[Stored data entries]

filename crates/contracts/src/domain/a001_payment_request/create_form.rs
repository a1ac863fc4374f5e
//! Сериализация формы создания запроса на оплату

use super::status::ModalStatus;
use crate::shared::endpoints::with_query;
use crate::shared::query_params::QueryParams;

pub const SUBMIT_IDLE_LABEL: &str = "Создать";
pub const SUBMIT_BUSY_LABEL: &str = "Создание...";
pub const CREATE_FAILED_MESSAGE: &str = "Ошибка при создании запроса";

/// Собирает тело запроса из полей формы.
///
/// Заблокированный селектор статуса не попадает в данные формы, поэтому
/// зафиксированный статус записывается явно и ровно один раз.
pub fn serialize_create_form(entries: QueryParams, locked_status: Option<ModalStatus>) -> QueryParams {
    let mut body = entries;
    if let Some(status) = locked_status {
        body.set("status", status.as_str());
    }
    body
}

/// После создания таблица обновляется с теми же фильтрами, что в адресной строке
pub fn refresh_url_after_create(dashboard_url: &str, location_search: &str) -> String {
    with_query(dashboard_url, location_search)
}
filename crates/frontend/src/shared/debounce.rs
//! Отложенный запуск действия до паузы во вводе

use gloo_timers::callback::Timeout;
use std::cell::RefCell;

/// Source of cancellable one-shot timers. Dropping a handle cancels its timer.
pub trait TimerScheduler {
    type Handle;

    fn schedule(&self, delay_ms: u32, callback: Box<dyn FnOnce()>) -> Self::Handle;
}

/// Browser `setTimeout` through gloo
#[derive(Debug, Clone, Copy, Default)]
pub struct BrowserTimers;

impl TimerScheduler for BrowserTimers {
    type Handle = Timeout;

    fn schedule(&self, delay_ms: u32, callback: Box<dyn FnOnce()>) -> Self::Handle {
        Timeout::new(delay_ms, callback)
    }
}

/// Each `trigger` cancels the pending action and restarts the delay.
pub struct Debouncer<S: TimerScheduler = BrowserTimers> {
    scheduler: S,
    delay_ms: u32,
    pending: RefCell<Option<S::Handle>>,
}

impl<S: TimerScheduler> Debouncer<S> {
    pub fn new(scheduler: S, delay_ms: u32) -> Self {
        Self {
            scheduler,
            delay_ms,
            pending: RefCell::new(None),
        }
    }

    pub fn trigger(&self, action: impl FnOnce() + 'static) {
        let previous = self.pending.borrow_mut().take();
        drop(previous);
        let handle = self.scheduler.schedule(self.delay_ms, Box::new(action));
        *self.pending.borrow_mut() = Some(handle);
    }

    pub fn cancel(&self) {
        self.pending.borrow_mut().take();
    }

    pub fn delay_ms(&self) -> u32 {
        self.delay_ms
    }
}

#[cfg(test)]
mod tests {
    use super::*;
    use std::rc::Rc;

    type Callback = Box<dyn FnOnce()>;

    #[derive(Default)]
    struct ClockState {
        now: u32,
        next_id: u64,
        timers: Vec<(u64, u32, Callback)>,
    }

    #[derive(Clone, Default)]
    struct ManualClock(Rc<RefCell<ClockState>>);

    struct ManualHandle {
        id: u64,
        clock: Rc<RefCell<ClockState>>,
    }

    impl Drop for ManualHandle {
        fn drop(&mut self) {
            self.clock.borrow_mut().timers.retain(|(id, _, _)| *id != self.id);
        }
    }

    impl TimerScheduler for ManualClock {
        type Handle = ManualHandle;

        fn schedule(&self, delay_ms: u32, callback: Box<dyn FnOnce()>) -> ManualHandle {
            let mut state = self.0.borrow_mut();
            state.next_id += 1;
            let id = state.next_id;
            let due = state.now + delay_ms;
            state.timers.push((id, due, callback));
            ManualHandle {
                id,
                clock: self.0.clone(),
            }
        }
    }

    impl ManualClock {
        fn advance(&self, ms: u32) {
            let due: Vec<Callback> = {
                let mut state = self.0.borrow_mut();
                state.now += ms;
                let now = state.now;
                let (ready, waiting): (Vec<_>, Vec<_>) =
                    state.timers.drain(..).partition(|(_, at, _)| *at <= now);
                state.timers = waiting;
                ready.into_iter().map(|(_, _, cb)| cb).collect()
            };
            for callback in due {
                callback();
            }
        }
    }

    fn recorder() -> (Rc<RefCell<Vec<String>>>, impl Fn(&str) -> Box<dyn FnOnce()>) {
        let calls = Rc::new(RefCell::new(Vec::new()));
        let sink = calls.clone();
        let make = move |value: &str| -> Box<dyn FnOnce()> {
            let sink = sink.clone();
            let value = value.to_string();
            Box::new(move || sink.borrow_mut().push(value))
        };
        (calls, make)
    }

    #[test]
    fn test_rapid_events_collapse_into_one_call() {
        let clock = ManualClock::default();
        let debouncer = Debouncer::new(clock.clone(), 500);
        let (calls, make) = recorder();

        for value in ["a", "ac", "acm", "acme"] {
            debouncer.trigger(make(value));
            clock.advance(100);
        }
        assert!(calls.borrow().is_empty());

        clock.advance(500);
        assert_eq!(*calls.borrow(), vec!["acme".to_string()]);
    }

    #[test]
    fn test_quiet_period_restarts_on_each_event() {
        let clock = ManualClock::default();
        let debouncer = Debouncer::new(clock.clone(), 500);
        let (calls, make) = recorder();

        debouncer.trigger(make("1"));
        clock.advance(499);
        debouncer.trigger(make("12"));
        clock.advance(499);
        assert!(calls.borrow().is_empty());
        clock.advance(1);
        assert_eq!(*calls.borrow(), vec!["12".to_string()]);
    }

    #[test]
    fn test_separate_bursts_fire_separately() {
        let clock = ManualClock::default();
        let debouncer = Debouncer::new(clock.clone(), 500);
        let (calls, make) = recorder();

        debouncer.trigger(make("first"));
        clock.advance(600);
        debouncer.trigger(make("second"));
        clock.advance(600);
        assert_eq!(
            *calls.borrow(),
            vec!["first".to_string(), "second".to_string()]
        );
    }

    #[test]
    fn test_cancel_drops_pending_action() {
        let clock = ManualClock::default();
        let debouncer = Debouncer::new(clock.clone(), 500);
        let (calls, make) = recorder();

        debouncer.trigger(make("x"));
        debouncer.cancel();
        clock.advance(1000);
        assert!(calls.borrow().is_empty());
    }
}
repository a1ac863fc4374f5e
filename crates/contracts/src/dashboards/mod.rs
pub mod d001_payments;
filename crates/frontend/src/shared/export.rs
//! Выгрузка в Excel с текущими фильтрами

use super::dom::window;
use super::error::UiResult;
use super::form_data::form_entries;
use contracts::dashboards::d001_payments::export_params;
use contracts::shared::endpoints::with_query;
use web_sys::HtmlFormElement;

/// URL выгрузки для текущего состояния формы фильтров
pub fn export_url(form: &HtmlFormElement, export_path: &str) -> UiResult<String> {
    let params = export_params(form_entries(form)?.iter());
    Ok(with_query(export_path, &params.to_query_string()))
}

/// Переходит по ссылке выгрузки; файл скачивается браузером
pub fn export_to_excel(form: &HtmlFormElement, export_path: &str) -> UiResult<()> {
    let url = export_url(form, export_path)?;
    log::info!("Excel export: {}", url);
    window()?.location().set_href(&url)?;
    Ok(())
}
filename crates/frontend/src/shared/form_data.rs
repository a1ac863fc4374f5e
//! Чтение и построение `FormData`

use super::error::UiResult;
use contracts::shared::query_params::QueryParams;
use web_sys::{FormData, HtmlFormElement};

/// Text entries of the form in DOM order. File entries are skipped; disabled
/// and unchecked controls are excluded by the browser.
pub fn form_entries(form: &HtmlFormElement) -> UiResult<QueryParams> {
    let form_data = FormData::new_with_form(form)?;
    let mut params = QueryParams::new();
    let Some(entries) = js_sys::try_iter(&form_data)? else {
        return Ok(params);
    };
    for entry in entries {
        let pair = js_sys::Array::from(&entry?);
        if let (Some(name), Some(value)) = (pair.get(0).as_string(), pair.get(1).as_string()) {
            params.append(name, value);
        }
    }
    Ok(params)
}

pub fn to_form_data(params: &QueryParams) -> UiResult<FormData> {
    let form_data = FormData::new()?;
    for (name, value) in params.iter() {
        form_data.append_with_str(name, value)?;
    }
    Ok(form_data)
}
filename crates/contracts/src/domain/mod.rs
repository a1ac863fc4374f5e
pub mod a001_payment_request;
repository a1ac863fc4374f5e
pub mod client_config;
pub mod endpoints;
pub mod query_params;
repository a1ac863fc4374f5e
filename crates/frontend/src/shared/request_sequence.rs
use std::cell::Cell;

/// Монотонные номера запросов обновления таблицы.
///
/// Ответ применяется, только если его номер всё ещё последний выданный:
/// побеждает самый поздний отправленный запрос, а не самый поздний ответ.
#[derive(Debug, Default)]
pub struct RequestSequencer {
    latest: Cell<u64>,
}

#[derive(Debug, Clone, Copy, PartialEq, Eq)]
pub struct RequestTicket(u64);

impl RequestSequencer {
    pub fn new() -> Self {
        Self::default()
    }

    pub fn issue(&self) -> RequestTicket {
        let next = self.latest.get() + 1;
        self.latest.set(next);
        RequestTicket(next)
    }

    pub fn is_current(&self, ticket: RequestTicket) -> bool {
        self.latest.get() == ticket.0
    }
}

#[cfg(test)]
mod tests {
    use super::*;

    #[test]
    fn test_latest_ticket_is_current() {
        let sequencer = RequestSequencer::new();
        let first = sequencer.issue();
        assert!(sequencer.is_current(first));
    }

    #[test]
    fn test_older_ticket_becomes_stale() {
        let sequencer = RequestSequencer::new();
        let search = sequencer.issue();
        let pagination = sequencer.issue();
        // the slower search response arrives last and must be ignored
        assert!(sequencer.is_current(pagination));
        assert!(!sequencer.is_current(search));
    }
}
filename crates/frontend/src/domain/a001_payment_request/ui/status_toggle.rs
use crate::shared::bindings::DateFieldBindings;
use crate::shared::dom::set_hidden;
use contracts::domain::a001_payment_request::DateFieldVisibility;

/// Переключает видимость полей «Дата оплаты» и «Дата планирования»
#[derive(Clone)]
pub struct StatusToggle {
    fields: Option<DateFieldBindings>,
}

impl StatusToggle {
    /// Without date fields (worker role) every call is a no-op
    pub fn new(fields: Option<DateFieldBindings>) -> Self {
        Self { fields }
    }

    pub fn apply_status_visibility(&self, status: &str) {
        let Some(fields) = &self.fields else {
            return;
        };
        let visibility = DateFieldVisibility::for_status(status);
        set_hidden(&fields.paid_container, !visibility.paid_date);
        set_hidden(&fields.scheduled_container, !visibility.scheduled_date);
    }
}
//! Создание запроса на оплату из модального окна

pub mod state;

use super::file_uploader::FileUploader;
use super::status_toggle::StatusToggle;
use crate::dashboards::d001_payments::table_refresher::TableRefresher;
use crate::shared::api_utils;
use crate::shared::bindings::CreatePaymentBindings;
use crate::shared::dom::{listen, window};
use crate::shared::error::UiResult;
use crate::shared::form_data::{form_entries, to_form_data};
use crate::shared::modal::close_dialog;
use contracts::domain::a001_payment_request::create_form::{
    refresh_url_after_create, serialize_create_form, CREATE_FAILED_MESSAGE, SUBMIT_BUSY_LABEL,
    SUBMIT_IDLE_LABEL,
};
use contracts::domain::a001_payment_request::ModalStatus;
use contracts::shared::client_config::ClientConfig;
use leptos::logging::{error, log};
use leptos::prelude::*;
use leptos::task::spawn_local;
use state::CreatePaymentState;
use std::rc::Rc;

pub struct CreatePaymentFlow {
    bindings: CreatePaymentBindings,
    state: CreatePaymentState,
    status_toggle: StatusToggle,
    uploaders: Vec<Rc<FileUploader>>,
    refresher: Option<Rc<TableRefresher>>,
    config: Rc<ClientConfig>,
}

impl CreatePaymentFlow {
    pub fn new(
        bindings: CreatePaymentBindings,
        refresher: Option<Rc<TableRefresher>>,
        config: Rc<ClientConfig>,
    ) -> Self {
        let state = CreatePaymentState::new();
        let status_toggle = StatusToggle::new(bindings.date_fields.clone());

        // счёт не меняет статус, платёжка переводит запрос в «Оплачено»
        let uploaders: Vec<Rc<FileUploader>> = [
            (bindings.invoice.clone(), None),
            (bindings.payment.clone(), Some(ModalStatus::Paid)),
        ]
        .into_iter()
        .filter_map(|(slot, forced)| {
            slot.map(|slot| {
                Rc::new(FileUploader::new(
                    slot,
                    forced,
                    state,
                    config.upload_url.clone(),
                ))
            })
        })
        .collect();

        Self {
            bindings,
            state,
            status_toggle,
            uploaders,
            refresher,
            config,
        }
    }

    pub fn wire(self) -> UiResult<()> {
        let flow = Rc::new(self);
        flow.sync_status_control();

        if let Some(select) = &flow.bindings.status_select {
            let state = flow.state;
            let source = select.clone();
            listen(select, "change", move |_| {
                state.choose(ModalStatus::parse(&source.value()).unwrap_or_default());
            })?;
        }

        for uploader in &flow.uploaders {
            uploader.wire()?;
        }

        let form = flow.bindings.form.clone();
        listen(&form, "submit", move |event| {
            event.prevent_default();
            let flow = flow.clone();
            spawn_local(async move {
                flow.submit().await;
            });
        })?;

        log!("Форма создания запроса подключена");
        Ok(())
    }

    /// Keeps the selector and the date fields in step with the modal state
    fn sync_status_control(&self) {
        let state = self.state;
        let select = self.bindings.status_select.clone();
        let toggle = self.status_toggle.clone();
        Effect::new(move |_| {
            let status = state.status.get();
            let locked = state.locked.get();
            if let Some(select) = &select {
                select.set_value(status.as_str());
                select.set_disabled(locked);
            }
            toggle.apply_status_visibility(status.as_str());
        });
    }

    fn set_busy(&self, busy: bool) {
        if let Some(button) = &self.bindings.submit_button {
            button.set_disabled(busy);
            button.set_text_content(Some(if busy {
                SUBMIT_BUSY_LABEL
            } else {
                SUBMIT_IDLE_LABEL
            }));
        }
    }

    async fn send(&self) -> UiResult<()> {
        let entries = form_entries(&self.bindings.form)?;
        let body = serialize_create_form(entries, self.state.locked_status());
        api_utils::post_form(&self.config.create_payment_url, to_form_data(&body)?).await
    }

    fn reset_after_success(&self) {
        close_dialog(&self.bindings.modal);
        self.bindings.form.reset();
        for uploader in &self.uploaders {
            uploader.clear();
        }
        self.state.reset();
    }

    /// Same filters as the address bar, so the new record shows up in place
    async fn refresh_table(&self) -> UiResult<()> {
        let Some(refresher) = &self.refresher else {
            return Ok(());
        };
        let search = window()?.location().search()?;
        refresher
            .refresh(&refresh_url_after_create(&self.config.dashboard_url, &search))
            .await;
        Ok(())
    }

    pub async fn submit(&self) {
        self.set_busy(true);

        match self.send().await {
            Ok(()) => {
                self.reset_after_success();
                if let Err(e) = self.refresh_table().await {
                    error!("Ошибка при обновлении таблицы: {}", e);
                }
            }
            Err(e) => {
                error!("Ошибка: {}", e);
                if let Err(e) = show_alert(CREATE_FAILED_MESSAGE) {
                    error!("alert failed: {}", e);
                }
            }
        }

        self.set_busy(false);
    }
}

fn show_alert(message: &str) -> UiResult<()> {
    window()?.alert_with_message(message)?;
    Ok(())
}
use thiserror::Error;
use wasm_bindgen::JsValue;

/// Ошибки клиентской части дашборда
#[derive(Debug, Error)]
pub enum UiError {
    #[error("element #{0} not found")]
    MissingElement(&'static str),

    #[error("element #{0} has unexpected type")]
    WrongElementType(&'static str),

    #[error("browser API error: {0}")]
    Js(String),

    #[error("network error: {0}")]
    Network(String),

    #[error("HTTP {status}: {status_text}")]
    Http { status: u16, status_text: String },

    #[error("failed to parse response: {0}")]
    Parse(String),

    #[error("fragment #{0} missing in response")]
    FragmentNotFound(&'static str),
}

impl From<JsValue> for UiError {
    fn from(value: JsValue) -> Self {
        UiError::Js(format!("{:?}", value))
    }
}

impl From<gloo_net::Error> for UiError {
    fn from(error: gloo_net::Error) -> Self {
        match error {
            gloo_net::Error::SerdeError(e) => UiError::Parse(e.to_string()),
            other => UiError::Network(other.to_string()),
        }
    }
}

pub type UiResult<T> = Result<T, UiError>;
//! HTTP helpers for talking to the dashboard server
//!
//! All endpoints are same-origin and relative; non-2xx statuses are turned
//! into `UiError::Http` before any body is read.

use super::error::{UiError, UiResult};
use gloo_net::http::{Request, Response};
use serde::de::DeserializeOwned;
use web_sys::{File, FormData};

fn ensure_ok(response: Response) -> UiResult<Response> {
    if response.ok() {
        Ok(response)
    } else {
        Err(UiError::Http {
            status: response.status(),
            status_text: response.status_text(),
        })
    }
}

/// GET a server-rendered page as text
pub async fn fetch_html(url: &str) -> UiResult<String> {
    let response = ensure_ok(Request::get(url).send().await?)?;
    Ok(response.text().await?)
}

/// POST multipart form data, ignoring the response body
pub async fn post_form(url: &str, body: FormData) -> UiResult<()> {
    ensure_ok(Request::post(url).body(body)?.send().await?)?;
    Ok(())
}

/// POST a single file as the multipart field `file` and decode the JSON reply
pub async fn upload_file<T: DeserializeOwned>(url: &str, file: &File) -> UiResult<T> {
    let body = FormData::new()?;
    body.append_with_blob_and_filename("file", file, &file.name())?;
    let response = ensure_ok(Request::post(url).body(body)?.send().await?)?;
    Ok(response.json::<T>().await?)
}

_Description of the task_
In the data, find how many lines hold the string "button", and answer with the number only.

_Result of this exercise_
3